How is she feeling about it? Keeps eyelids closed, rubs it, shys away from touch?

Customer: replied 8 years ago.

If anything it's looking cloudier. But no it doesn't seem to be bothering her. No rubbing, no blinking or keeping it closed. It does seem to tear and there looks to be a scratch or cut at the top of her cornea.graphic

Hello and thanks for researching this very important question, and for including your photo!!

The most common reason for cloudiness of the cornea is infection.... And scratches are most frequently to blame in dogs. Once an infective agent (bacterial or fungal) has taken hold, the cornea can begin to fester and ulcerate--this can cause loss of the eye if not addressed medically.

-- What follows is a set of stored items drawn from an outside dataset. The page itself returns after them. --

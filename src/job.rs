//! Per-job record, PID type, and repeat-count constants.

use alloc::boxed::Box;

use crate::profile::Profile;
use crate::sched::Scheduler;

/// Process identifier: the unique handle for a live job. Never zero.
pub type Pid = u32;

/// The reserved "no job" PID. Never assigned to a live job.
pub const NO_PID: Pid = 0;

/// Repeat count meaning "run for as long as the job stays enabled".
pub const FOREVER: i16 = -1;

/// A job's unit of work.
///
/// Invoked by [`Scheduler::service`] with the scheduler itself and the
/// executing job's PID, so a callback can create, alter, or remove jobs —
/// including requesting its own removal. `Send` is required so a scheduler
/// can live in a `static` shared with an interrupt context
/// (see [`crate::shared`]).
pub type Callback = Box<dyn FnMut(&mut Scheduler, Pid) + Send>;

/// One schedule entry. Owned by the scheduler's registry; insertion order
/// is dispatch order.
pub(crate) struct Job {
    pub(crate) pid: Pid,
    /// Ticks between firings. Always > 1.
    pub(crate) period: u32,
    /// Ticks remaining until the next firing.
    pub(crate) ttw: u32,
    /// −1 = forever, 0 = one firing left, N > 0 = N more after the next.
    pub(crate) recurs: i16,
    pub(crate) enabled: bool,
    /// Set by the tick advancer, cleared by the dispatcher.
    pub(crate) due: bool,
    /// Remove (rather than disable) the job once `recurs` is exhausted.
    pub(crate) autoclear: bool,
    /// `None` only while the dispatcher has the callback checked out.
    pub(crate) callback: Option<Callback>,
    pub(crate) profile: Option<Profile>,
}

Most ulcerated/scratched/infected corneas are painful (like a paper cut or spider bite), and so most dogs do react protectively.

I am concerned that the white of the eye globe looks very red from the photo--older dogs can develop other conditions of the eye, including cancer, that will make the eyeball bleed internally. An eye that is bleeding internally may not be painful until a great amount of pressure (glaucoma) has built up.

If this were my pet, I'd definitely have this examined at the earliest.. If the vet finds that the eye is indeed bleeding inside, but can't determine why with general diagnostic means, then you may be referred to a specialist for more in-depth evaluation. In the meantime, you'd probably get an antibiotic ointment (or drops) to protect/heal this corneal surface. A corneal abrasion and ulcer would be treated several times daily with very strong antibiotics.